§ **REQUIRED WORK**: Exact copies of all the records below should be returned.
:::::
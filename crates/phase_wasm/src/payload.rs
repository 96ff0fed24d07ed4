//! Serializable shapes handed to the JavaScript scene layer.

use nalgebra::DMatrix;
use phase_core::frames::AnimationFrame;
use phase_core::grid::{Grid, VectorField};
use phase_core::trajectory::Trajectory;
use serde::Serialize;

/// A sampled field, every array flattened row-major (`rows * cols` values).
#[derive(Debug, Clone, Serialize)]
pub struct FieldPayload {
    pub rows: usize,
    pub cols: usize,
    pub x: Vec<f64>,
    pub y: Vec<f64>,
    pub u: Vec<f64>,
    pub v: Vec<f64>,
    pub magnitude: Vec<f64>,
    pub max_magnitude: Option<f64>,
}

impl FieldPayload {
    pub fn new(grid: &Grid, field: &VectorField, normalize: bool) -> Self {
        let (rows, cols) = field.shape();
        let magnitude = field.magnitude();
        let shown = if normalize {
            field.normalized()
        } else {
            field.clone()
        };
        Self {
            rows,
            cols,
            x: grid.x_coords(),
            y: grid.y_coords(),
            u: row_major(&shown.u),
            v: row_major(&shown.v),
            magnitude: row_major(&magnitude),
            max_magnitude: field.max_finite_magnitude(),
        }
    }
}

#[derive(Debug, Clone, Serialize)]
pub struct TrajectoryPayload {
    pub dimension: usize,
    pub times: Vec<f64>,
    /// Row-major, `times.len() * dimension` values.
    pub states: Vec<f64>,
    pub frames: Vec<AnimationFrame>,
}

impl TrajectoryPayload {
    /// `frame_stride == 0` omits frames.
    pub fn new(trajectory: &Trajectory, frame_stride: usize) -> Self {
        let frames = if frame_stride == 0 {
            Vec::new()
        } else {
            trajectory.frames(frame_stride).collect()
        };
        Self {
            dimension: trajectory.dimension(),
            times: trajectory.times().to_vec(),
            states: trajectory.states().to_vec(),
            frames,
        }
    }
}

pub(crate) fn row_major(matrix: &DMatrix<f64>) -> Vec<f64> {
    matrix.transpose().as_slice().to_vec()
}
:::::
§ **RESPONSE FOR THIS EXERCISE**:
filename crates/phase_wasm/src/payload.rs
repository 96ff0fed24d07ed4
//! Serializable shapes handed to the JavaScript scene layer.

use nalgebra::DMatrix;
use phase_core::frames::AnimationFrame;
use phase_core::grid::{Grid, VectorField};
use phase_core::trajectory::Trajectory;
use serde::Serialize;

/// A sampled field, every array flattened row-major (`rows * cols` values).
#[derive(Debug, Clone, Serialize)]
pub struct FieldPayload {
    pub rows: usize,
    pub cols: usize,
    pub x: Vec<f64>,
    pub y: Vec<f64>,
    pub u: Vec<f64>,
    pub v: Vec<f64>,
    pub magnitude: Vec<f64>,
    pub max_magnitude: Option<f64>,
}

impl FieldPayload {
    pub fn new(grid: &Grid, field: &VectorField, normalize: bool) -> Self {
        let (rows, cols) = field.shape();
        let magnitude = field.magnitude();
        let shown = if normalize {
            field.normalized()
        } else {
            field.clone()
        };
        Self {
            rows,
            cols,
            x: grid.x_coords(),
            y: grid.y_coords(),
            u: row_major(&shown.u),
            v: row_major(&shown.v),
            magnitude: row_major(&magnitude),
            max_magnitude: field.max_finite_magnitude(),
        }
    }
}

#[derive(Debug, Clone, Serialize)]
pub struct TrajectoryPayload {
    pub dimension: usize,
    pub times: Vec<f64>,
    /// Row-major, `times.len() * dimension` values.
    pub states: Vec<f64>,
    pub frames: Vec<AnimationFrame>,
}

impl TrajectoryPayload {
    /// `frame_stride == 0` omits frames.
    pub fn new(trajectory: &Trajectory, frame_stride: usize) -> Self {
        let frames = if frame_stride == 0 {
            Vec::new()
        } else {
            trajectory.frames(frame_stride).collect()
        };
        Self {
            dimension: trajectory.dimension(),
            times: trajectory.times().to_vec(),
            states: trajectory.states().to_vec(),
            frames,
        }
    }
}

pub(crate) fn row_major(matrix: &DMatrix<f64>) -> Vec<f64> {
    matrix.transpose().as_slice().to_vec()
}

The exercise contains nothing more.